# REQUIRED WORK
Could you restate the entries below word for word?

# EXCERPTED DATA
========================

use blackjack::{
    simulate, Advisor, GameRules, GameState, HiLoStrategy, SearchStrategy, DEFAULT_SEARCH_DEPTH,
};
use clap::{Args, Parser, Subcommand, ValueEnum};
use rand_chacha::{rand_core::SeedableRng, ChaCha8Rng};

mod console;

type BoxErr = Box<dyn std::error::Error + Send + Sync>;

#[derive(Parser)]
#[command(name = "blackjack-advisor", about = "Blackjack with lookahead hit/stand advice")]
struct Cli {
    #[command(subcommand)]
    command: Command,
}

#[derive(Args, Clone, Copy)]
struct TableArgs {
    /// Number of decks in the shoe
    #[arg(long, env = "BLACKJACK_DECKS", default_value = "1")]
    decks: u8,

    /// Plies explored by the advisor
    #[arg(long, env = "BLACKJACK_DEPTH", default_value_t = DEFAULT_SEARCH_DEPTH)]
    depth: u8,

    /// Dealer hits soft 17
    #[arg(long, default_value_t = false)]
    hits_soft_17: bool,

    /// Seed for a reproducible shuffle
    #[arg(long, env = "BLACKJACK_SEED")]
    seed: Option<u64>,
}

impl TableArgs {
    fn rules(&self) -> GameRules {
        GameRules {
            num_decks: self.decks,
            dealer_hits_soft_17: self.hits_soft_17,
            search_depth: self.depth,
            ..GameRules::default()
        }
    }

    fn rng(&self) -> ChaCha8Rng {
        match self.seed {
            Some(seed) => ChaCha8Rng::seed_from_u64(seed),
            None => ChaCha8Rng::from_entropy(),
        }
    }
}

#[derive(Clone, Copy, ValueEnum)]
enum StrategyKind {
    Search,
    Hilo,
}

#[derive(Subcommand)]
enum Command {
    /// Play a round at the console with advice on every decision
    Play {
        #[command(flatten)]
        table: TableArgs,
    },

    /// Play automated rounds and report the results
    Simulate {
        /// Number of rounds to play
        #[arg(long, default_value = "1000")]
        games: u64,

        #[arg(long, value_enum, default_value = "hilo")]
        strategy: StrategyKind,

        #[command(flatten)]
        table: TableArgs,
    },
}

fn main() {
    env_logger::Builder::from_env(env_logger::Env::default().default_filter_or("info")).init();
    dotenvy::dotenv().ok();

    let cli = Cli::parse();
    let result = match cli.command {
        Command::Play { table } => run_play(table),
        Command::Simulate { games, strategy, table } => run_simulate(games, strategy, table),
    };

    if let Err(e) = result {
        log::error!("{e}");
        std::process::exit(1);
    }
}

fn run_play(table: TableArgs) -> Result<(), BoxErr> {
    let rules = table.rules();
    let mut game = GameState::new(rules)?;
    game.shuffle(&mut table.rng());
    game.deal_initial()?;
    log::debug!("Dealt from a {}-deck shoe, {} cards left", rules.num_decks, game.shoe.len());

    let advisor = Advisor::new(rules);
    let stdin = std::io::stdin();
    let mut input = stdin.lock();
    let mut output = std::io::stdout();
    console::play_round(&mut game, &advisor, &mut input, &mut output)?;
    Ok(())
}

fn run_simulate(games: u64, strategy: StrategyKind, table: TableArgs) -> Result<(), BoxErr> {
    let rules = table.rules();
    let mut rng = table.rng();
    log::info!(
        "Simulating {games} rounds ({} decks, depth {})",
        rules.num_decks,
        rules.search_depth
    );

    let report = match strategy {
        StrategyKind::Search => simulate(&SearchStrategy::new(rules), rules, games, &mut rng)?,
        StrategyKind::Hilo => simulate(&HiLoStrategy, rules, games, &mut rng)?,
    };
    println!("{report}");
    Ok(())
}
use rand::Rng;
use serde::{Deserialize, Serialize};

use crate::advisor::Advisor;
use crate::game_state::{GamePhase, GameState, HandOutcome};
use crate::{Action, Error, GameRules};

/// Decision policy for automated play.
pub trait Strategy {
    fn name(&self) -> &'static str;

    /// Called once per player decision while the round is in `PlayerTurn`.
    fn decide(&self, game: &GameState) -> Action;
}

/// Lookahead search from the player's point of view.
#[derive(Debug, Clone, Copy)]
pub struct SearchStrategy {
    advisor: Advisor,
}

impl SearchStrategy {
    pub fn new(rules: GameRules) -> Self {
        Self {
            advisor: Advisor::new(rules),
        }
    }

    pub fn with_depth(mut self, depth: u8) -> Self {
        self.advisor = self.advisor.with_depth(depth);
        self
    }
}

impl Strategy for SearchStrategy {
    fn name(&self) -> &'static str {
        "search"
    }

    fn decide(&self, game: &GameState) -> Action {
        game.recommend(&self.advisor).action
    }
}

/// Hi-Lo count thresholds.
#[derive(Debug, Clone, Copy, Default)]
pub struct HiLoStrategy;

impl Strategy for HiLoStrategy {
    fn name(&self) -> &'static str {
        "hilo"
    }

    fn decide(&self, game: &GameState) -> Action {
        game.recommend_hilo().unwrap_or(Action::Stand)
    }
}

#[derive(Debug, Clone, Copy, Default, PartialEq, Eq, Serialize, Deserialize)]
pub struct SimulationReport {
    pub games: u64,
    pub wins: u64,
    pub losses: u64,
    pub pushes: u64,
}

impl SimulationReport {
    pub fn record(&mut self, outcome: HandOutcome) {
        self.games += 1;
        match outcome {
            HandOutcome::Win => self.wins += 1,
            HandOutcome::Loss => self.losses += 1,
            HandOutcome::Push => self.pushes += 1,
        }
    }

    fn rate(&self, count: u64) -> f64 {
        if self.games == 0 {
            0.0
        } else {
            count as f64 / self.games as f64
        }
    }

    pub fn win_rate(&self) -> f64 {
        self.rate(self.wins)
    }

    pub fn loss_rate(&self) -> f64 {
        self.rate(self.losses)
    }

    pub fn push_rate(&self) -> f64 {
        self.rate(self.pushes)
    }
}

impl std::fmt::Display for SimulationReport {
    fn fmt(&self, f: &mut std::fmt::Formatter<'_>) -> std::fmt::Result {
        write!(
            f,
            "{} games: {} wins ({:.1}%), {} losses ({:.1}%), {} pushes ({:.1}%)",
            self.games,
            self.wins,
            self.win_rate() * 100.0,
            self.losses,
            self.loss_rate() * 100.0,
            self.pushes,
            self.push_rate() * 100.0
        )
    }
}

/// Play one round from a freshly shuffled shoe.
pub fn play_round<S: Strategy, R: Rng>(
    strategy: &S,
    rules: GameRules,
    rng: &mut R,
) -> Result<GameState, Error> {
    let mut game = GameState::new(rules)?;
    game.shuffle(rng);
    game.deal_initial()?;
    while game.phase == GamePhase::PlayerTurn {
        let action = strategy.decide(&game);
        log::trace!("{}: {} on {}", strategy.name(), action, game.player.value());
        game.apply(action)?;
    }
    game.settle()?;
    Ok(game)
}

pub fn simulate<S: Strategy, R: Rng>(
    strategy: &S,
    rules: GameRules,
    games: u64,
    rng: &mut R,
) -> Result<SimulationReport, Error> {
    rules.validate()?;
    let mut report = SimulationReport::default();
    for _ in 0..games {
        let game = play_round(strategy, rules, rng)?;
        if let Some(outcome) = game.outcome {
            report.record(outcome);
        }
    }
    log::info!("{} strategy: {}", strategy.name(), report);
    Ok(report)
}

========================

# TASK OUTPUT
use blackjack::{
    simulate, Advisor, GameRules, GameState, HiLoStrategy, SearchStrategy, DEFAULT_SEARCH_DEPTH,
};
use clap::{Args, Parser, Subcommand, ValueEnum};
use rand_chacha::{rand_core::SeedableRng, ChaCha8Rng};

mod console;

type BoxErr = Box<dyn std::error::Error + Send + Sync>;

#[derive(Parser)]
#[command(name = "blackjack-advisor", about = "Blackjack with lookahead hit/stand advice")]
struct Cli {
    #[command(subcommand)]
    command: Command,
}

#[derive(Args, Clone, Copy)]
struct TableArgs {
    /// Number of decks in the shoe
    #[arg(long, env = "BLACKJACK_DECKS", default_value = "1")]
    decks: u8,

    /// Plies explored by the advisor
    #[arg(long, env = "BLACKJACK_DEPTH", default_value_t = DEFAULT_SEARCH_DEPTH)]
    depth: u8,

    /// Dealer hits soft 17
    #[arg(long, default_value_t = false)]
    hits_soft_17: bool,

    /// Seed for a reproducible shuffle
    #[arg(long, env = "BLACKJACK_SEED")]
    seed: Option<u64>,
}

impl TableArgs {
    fn rules(&self) -> GameRules {
        GameRules {
            num_decks: self.decks,
            dealer_hits_soft_17: self.hits_soft_17,
            search_depth: self.depth,
            ..GameRules::default()
        }
    }

    fn rng(&self) -> ChaCha8Rng {
        match self.seed {
            Some(seed) => ChaCha8Rng::seed_from_u64(seed),
            None => ChaCha8Rng::from_entropy(),
        }
    }
}

#[derive(Clone, Copy, ValueEnum)]
enum StrategyKind {
    Search,
    Hilo,
}

#[derive(Subcommand)]
enum Command {
    /// Play a round at the console with advice on every decision
    Play {
        #[command(flatten)]
        table: TableArgs,
    },

    /// Play automated rounds and report the results
    Simulate {
        /// Number of rounds to play
        #[arg(long, default_value = "1000")]
        games: u64,

        #[arg(long, value_enum, default_value = "hilo")]
        strategy: StrategyKind,

        #[command(flatten)]
        table: TableArgs,
    },
}

fn main() {
    env_logger::Builder::from_env(env_logger::Env::default().default_filter_or("info")).init();
    dotenvy::dotenv().ok();

    let cli = Cli::parse();
    let result = match cli.command {
        Command::Play { table } => run_play(table),
        Command::Simulate { games, strategy, table } => run_simulate(games, strategy, table),
    };

    if let Err(e) = result {
        log::error!("{e}");
        std::process::exit(1);
    }
}

fn run_play(table: TableArgs) -> Result<(), BoxErr> {
    let rules = table.rules();
    let mut game = GameState::new(rules)?;
    game.shuffle(&mut table.rng());
    game.deal_initial()?;
    log::debug!("Dealt from a {}-deck shoe, {} cards left", rules.num_decks, game.shoe.len());

    let advisor = Advisor::new(rules);
    let stdin = std::io::stdin();
    let mut input = stdin.lock();
    let mut output = std::io::stdout();
    console::play_round(&mut game, &advisor, &mut input, &mut output)?;
    Ok(())
}

fn run_simulate(games: u64, strategy: StrategyKind, table: TableArgs) -> Result<(), BoxErr> {
    let rules = table.rules();
    let mut rng = table.rng();
    log::info!(
        "Simulating {games} rounds ({} decks, depth {})",
        rules.num_decks,
        rules.search_depth
    );

    let report = match strategy {
        StrategyKind::Search => simulate(&SearchStrategy::new(rules), rules, games, &mut rng)?,
        StrategyKind::Hilo => simulate(&HiLoStrategy, rules, games, &mut rng)?,
    };
    println!("{report}");
    Ok(())
}
use rand::Rng;
use serde::{Deserialize, Serialize};

use crate::advisor::Advisor;
use crate::game_state::{GamePhase, GameState, HandOutcome};
use crate::{Action, Error, GameRules};

/// Decision policy for automated play.
pub trait Strategy {
    fn name(&self) -> &'static str;

    /// Called once per player decision while the round is in `PlayerTurn`.
    fn decide(&self, game: &GameState) -> Action;
}

/// Lookahead search from the player's point of view.
#[derive(Debug, Clone, Copy)]
pub struct SearchStrategy {
    advisor: Advisor,
}

impl SearchStrategy {
    pub fn new(rules: GameRules) -> Self {
        Self {
            advisor: Advisor::new(rules),
        }
    }

    pub fn with_depth(mut self, depth: u8) -> Self {
        self.advisor = self.advisor.with_depth(depth);
        self
    }
}

impl Strategy for SearchStrategy {
    fn name(&self) -> &'static str {
        "search"
    }

    fn decide(&self, game: &GameState) -> Action {
        game.recommend(&self.advisor).action
    }
}

/// Hi-Lo count thresholds.
#[derive(Debug, Clone, Copy, Default)]
pub struct HiLoStrategy;

impl Strategy for HiLoStrategy {
    fn name(&self) -> &'static str {
        "hilo"
    }

    fn decide(&self, game: &GameState) -> Action {
        game.recommend_hilo().unwrap_or(Action::Stand)
    }
}

#[derive(Debug, Clone, Copy, Default, PartialEq, Eq, Serialize, Deserialize)]
pub struct SimulationReport {
    pub games: u64,
    pub wins: u64,
    pub losses: u64,
    pub pushes: u64,
}

impl SimulationReport {
    pub fn record(&mut self, outcome: HandOutcome) {
        self.games += 1;
        match outcome {
            HandOutcome::Win => self.wins += 1,
            HandOutcome::Loss => self.losses += 1,
            HandOutcome::Push => self.pushes += 1,
        }
    }

    fn rate(&self, count: u64) -> f64 {
        if self.games == 0 {
            0.0
        } else {
            count as f64 / self.games as f64
        }
    }

    pub fn win_rate(&self) -> f64 {
        self.rate(self.wins)
    }

    pub fn loss_rate(&self) -> f64 {
        self.rate(self.losses)
    }

    pub fn push_rate(&self) -> f64 {
        self.rate(self.pushes)
    }
}

impl std::fmt::Display for SimulationReport {
    fn fmt(&self, f: &mut std::fmt::Formatter<'_>) -> std::fmt::Result {
        write!(
            f,
            "{} games: {} wins ({:.1}%), {} losses ({:.1}%), {} pushes ({:.1}%)",
            self.games,
            self.wins,
            self.win_rate() * 100.0,
            self.losses,
            self.loss_rate() * 100.0,
            self.pushes,
            self.push_rate() * 100.0
        )
    }
}

/// Play one round from a freshly shuffled shoe.
pub fn play_round<S: Strategy, R: Rng>(
    strategy: &S,
    rules: GameRules,
    rng: &mut R,
) -> Result<GameState, Error> {
    let mut game = GameState::new(rules)?;
    game.shuffle(rng);
    game.deal_initial()?;
    while game.phase == GamePhase::PlayerTurn {
        let action = strategy.decide(&game);
        log::trace!("{}: {} on {}", strategy.name(), action, game.player.value());
        game.apply(action)?;
    }
    game.settle()?;
    Ok(game)
}

pub fn simulate<S: Strategy, R: Rng>(
    strategy: &S,
    rules: GameRules,
    games: u64,
    rng: &mut R,
) -> Result<SimulationReport, Error> {
    rules.validate()?;
    let mut report = SimulationReport::default();
    for _ in 0..games {
        let game = play_round(strategy, rules, rng)?;
        if let Some(outcome) = game.outcome {
            report.record(outcome);
        }
    }
    log::info!("{} strategy: {}", strategy.name(), report);
    Ok(report)
}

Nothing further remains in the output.